Однако в этой главе я обращусь к социальному разуму, который появляется в группах и объединениях, который позволяет нам говорить о разумных и неразумных обществах. Испания начала XIX века кричала „Да здравствуют цепи!“[67], французское общество аплодировало неистовой алчности и безумным завоевательским планам Наполеона, немецкое общество восторгалось Гитлером и позволило заразить себя его безумием, передовое индустриальное общество, создающее экономику, которая непоправимо губит природу, или общество, внедряющее систему, которая делает несовместимыми частную и общественную жизнь человека, или глобализация, которая увеличивает пропасть между богатыми и бедными странами, — все это примеры заблуждений коллективного разума.

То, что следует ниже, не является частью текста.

//! Alarm side of the daemon: editing operations plus the ringing state.

use chrono::{DateTime, TimeZone, Utc};
use tracing::{info, warn};

use crate::clock::{AlarmClock, ClockError, RestoreReport};
use crate::firing::{AlarmFiringHandler, FiringError, RingState};
use crate::scheduler::WakePayload;
use crate::types::{AlarmId, AlarmParams, AlarmRecord, AlarmSummary};

/// Alarm clock and firing handler sharing one store.
///
/// The daemon keeps this behind a single lock so a fire, a stop and an
/// edit of the same alarm never interleave.
#[derive(Debug)]
pub struct AlarmService {
    clock: AlarmClock,
    firing: AlarmFiringHandler,
}

impl AlarmService {
    pub fn new(clock: AlarmClock, firing: AlarmFiringHandler) -> Self {
        Self { clock, firing }
    }

    /// Seeds the default alarms on first use and registers active alarms.
    pub fn start_up<Tz: TimeZone>(&mut self, now: &DateTime<Tz>) -> RestoreReport {
        match self.clock.seed_defaults() {
            Ok(true) => info!("Seeded default alarms"),
            Ok(false) => {}
            Err(e) => warn!("Could not seed default alarms: {}", e),
        }
        self.clock.restore_active(now)
    }

    /// Handles a delivered wake-up.
    ///
    /// Wake-ups for alarms deleted in the meantime are ignored, except
    /// snoozed fires, which ring even if the record is gone.
    pub fn fire(&mut self, payload: &WakePayload) -> bool {
        let known = self.clock.store().get(payload.alarm_id).is_some();
        if !known && !payload.is_snooze() {
            warn!("Ignoring wake-up for unknown alarm {}", payload.alarm_id);
            return false;
        }
        self.firing.fire(payload)
    }

    /// # Errors
    ///
    /// Returns an error if the input is invalid or persisting fails.
    pub fn add<Tz: TimeZone>(
        &mut self,
        params: &AlarmParams,
        now: &DateTime<Tz>,
    ) -> Result<(AlarmRecord, Option<DateTime<Utc>>), ClockError> {
        let alarm = self.clock.add(params, now)?;
        if params.activate.unwrap_or(false) {
            return self.clock.set_active(alarm.id, true, now);
        }
        Ok((alarm, None))
    }

    /// # Errors
    ///
    /// Returns an error if the alarm does not exist, the input is invalid,
    /// persisting fails or the registration is rejected.
    pub fn edit<Tz: TimeZone>(
        &mut self,
        id: AlarmId,
        params: &AlarmParams,
        now: &DateTime<Tz>,
    ) -> Result<AlarmRecord, ClockError> {
        self.clock.edit(id, params, now)
    }

    /// # Errors
    ///
    /// Returns an error if the alarm does not exist, the registration is
    /// rejected or persisting fails.
    pub fn set_active<Tz: TimeZone>(
        &mut self,
        id: AlarmId,
        active: bool,
        now: &DateTime<Tz>,
    ) -> Result<(AlarmRecord, Option<DateTime<Utc>>), ClockError> {
        self.clock.set_active(id, active, now)
    }

    /// Deletes an alarm, silencing it first if it is ringing.
    ///
    /// # Errors
    ///
    /// Returns an error if the alarm does not exist or persisting fails.
    pub fn delete(&mut self, id: AlarmId) -> Result<AlarmRecord, ClockError> {
        let removed = self.clock.delete(id)?;
        self.firing.forget(id);
        Ok(removed)
    }

    /// # Errors
    ///
    /// Returns an error if the switched-off state cannot be persisted.
    pub fn stop(&mut self, id: AlarmId) -> Result<(), FiringError> {
        self.firing.stop(self.clock.store_mut(), id)
    }

    /// # Errors
    ///
    /// Returns an error if the state cannot be persisted or the snoozed
    /// wake-up is rejected.
    pub fn snooze<Tz: TimeZone>(
        &mut self,
        id: AlarmId,
        now: &DateTime<Tz>,
    ) -> Result<DateTime<Utc>, FiringError> {
        self.firing.snooze(self.clock.store_mut(), id, now)
    }

    pub fn summaries<Tz: TimeZone>(&mut self, now: &DateTime<Tz>) -> Vec<AlarmSummary> {
        self.clock.summaries(now)
    }

    #[must_use]
    pub fn ring_state(&self, id: AlarmId) -> RingState {
        self.firing.state(id)
    }

    #[must_use]
    pub fn ringing_ids(&self) -> Vec<AlarmId> {
        self.firing.ringing_ids()
    }

    #[must_use]
    pub fn clock(&self) -> &AlarmClock {
        &self.clock
    }
}

#[cfg(test)]
mod tests {
    use std::sync::Arc;

    use chrono::{Local, TimeZone};

    use super::*;
    use crate::alert::{MockAlertPresenter, SoundSource};
    use crate::notification::MockNotificationPresenter;
    use crate::scheduler::{AlarmScheduler, MockWakeScheduler};
    use crate::store::{AlarmStore, MemoryStore};

    fn create_service() -> (Arc<MockWakeScheduler>, Arc<MockAlertPresenter>, AlarmService) {
        let wake = Arc::new(MockWakeScheduler::new());
        let presenter = Arc::new(MockAlertPresenter::new());
        let scheduler = AlarmScheduler::new(wake.clone());
        let clock = AlarmClock::new(
            AlarmStore::load(Arc::new(MemoryStore::new())),
            scheduler.clone(),
        );
        let firing = AlarmFiringHandler::new(
            presenter.clone(),
            Arc::new(MockNotificationPresenter::new()),
            scheduler,
            SoundSource::Tone,
        );
        (wake, presenter, AlarmService::new(clock, firing))
    }

    fn now() -> DateTime<Local> {
        Local.with_ymd_and_hms(2026, 10, 13, 8, 0, 0).earliest().unwrap()
    }

    fn params(hour: u32, minute: u32) -> AlarmParams {
        AlarmParams {
            hour: Some(hour),
            minute: Some(minute),
            ..AlarmParams::default()
        }
    }

    #[test]
    fn test_start_up_seeds_defaults_once() {
        let (wake, _, mut service) = create_service();
        let report = service.start_up(&now());
        assert!(report.restored.is_empty());
        assert_eq!(service.summaries(&now()).len(), 3);
        assert_eq!(wake.active_count(), 0);

        service.start_up(&now());
        assert_eq!(service.summaries(&now()).len(), 3);
    }

    #[test]
    fn test_add_with_activate_registers() {
        let (wake, _, mut service) = create_service();
        let (alarm, fire_at) = service
            .add(
                &AlarmParams {
                    activate: Some(true),
                    ..params(9, 0)
                },
                &now(),
            )
            .unwrap();

        assert!(alarm.is_active);
        assert!(fire_at.is_some());
        assert!(wake.is_registered(alarm.id));
    }

    #[test]
    fn test_fire_ignores_deleted_alarm() {
        let (_, presenter, mut service) = create_service();
        let (alarm, _) = service.add(&params(9, 0), &now()).unwrap();
        service.delete(alarm.id).unwrap();

        assert!(!service.fire(&WakePayload::for_alarm(&alarm)));
        assert_eq!(presenter.start_count(), 0);
    }

    #[test]
    fn test_snoozed_fire_rings_without_record() {
        let (_, _, mut service) = create_service();
        assert!(service.fire(&WakePayload::snooze(42, "Nap")));
        assert_eq!(service.ringing_ids(), vec![42]);
    }

    #[test]
    fn test_delete_silences_ringing_alarm() {
        let (_, presenter, mut service) = create_service();
        let (alarm, _) = service.add(&params(9, 0), &now()).unwrap();
        service.fire(&WakePayload::for_alarm(&alarm));

        service.delete(alarm.id).unwrap();
        assert!(service.ringing_ids().is_empty());
        assert_eq!(presenter.active_count(), 0);
        assert_eq!(service.ring_state(alarm.id), RingState::Idle);
    }

    #[test]
    fn test_delete_drops_stopped_state() {
        let (_, _, mut service) = create_service();
        let (alarm, _) = service.add(&params(9, 0), &now()).unwrap();
        service.fire(&WakePayload::for_alarm(&alarm));
        service.stop(alarm.id).unwrap();
        assert_eq!(service.ring_state(alarm.id), RingState::Stopped);

        service.delete(alarm.id).unwrap();
        assert_eq!(service.ring_state(alarm.id), RingState::Idle);
    }

    #[test]
    fn test_stop_and_snooze_switch_off() {
        let (wake, _, mut service) = create_service();
        let (alarm, _) = service
            .add(
                &AlarmParams {
                    activate: Some(true),
                    ..params(9, 0)
                },
                &now(),
            )
            .unwrap();
        service.fire(&WakePayload::for_alarm(&alarm));

        let fire_at = service.snooze(alarm.id, &now()).unwrap();
        assert_eq!(service.ring_state(alarm.id), RingState::Snoozed);
        assert_eq!(wake.registration(alarm.id).unwrap().0, fire_at);
        assert!(!service.clock().store().get(alarm.id).unwrap().is_active);

        service.stop(alarm.id).unwrap();
        assert_eq!(service.ring_state(alarm.id), RingState::Stopped);
        assert!(!wake.is_registered(alarm.id));
    }
}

Пойдем шаг за шагом. Что я понимаю под социальным или коллективным разумом? Речь в данном случае идет не о разуме, который управляет социальными отношениями, но о разуме, который возникает из этих отношений. Это можно назвать „разговорным разумом“. Когда двое разговаривают, каждый привносит в беседу свои знания, свои способности, лучшее, чем он обладает, но разговор не является суммой достоинств обеих сторон. Взаимодействие увеличивает их или уменьшает. Все мы испытывали нечто подобное, когда некоторые наши отношения толкают нас к действию, в голове у нас рождаются новые идеи, мы начинаем глубже понимать ситуацию. В иных обстоятельствах, напротив, общение подавляет нас, оглупляет. Диалог скатывается к вещам банальным, к пересудам и навязавшим оскомину истинам. Такая беседа всех принижает. В обоих случаях я тот же самый человек, но первый из них вызвал к жизни лучшее, что было во мне, а другой — дурное. Ортега-и-Гассет произнес одну фразу, которая имела „половинчатый“ успех, потому что лишь половина ее сделалась популярной, а вот вторая осталась незамеченной. „Я есть Я и мое окружение“ — известная часть. „И если я не спасаю мое окружение, то не спасаюсь и сам“ — часть куда более важная, но забытая.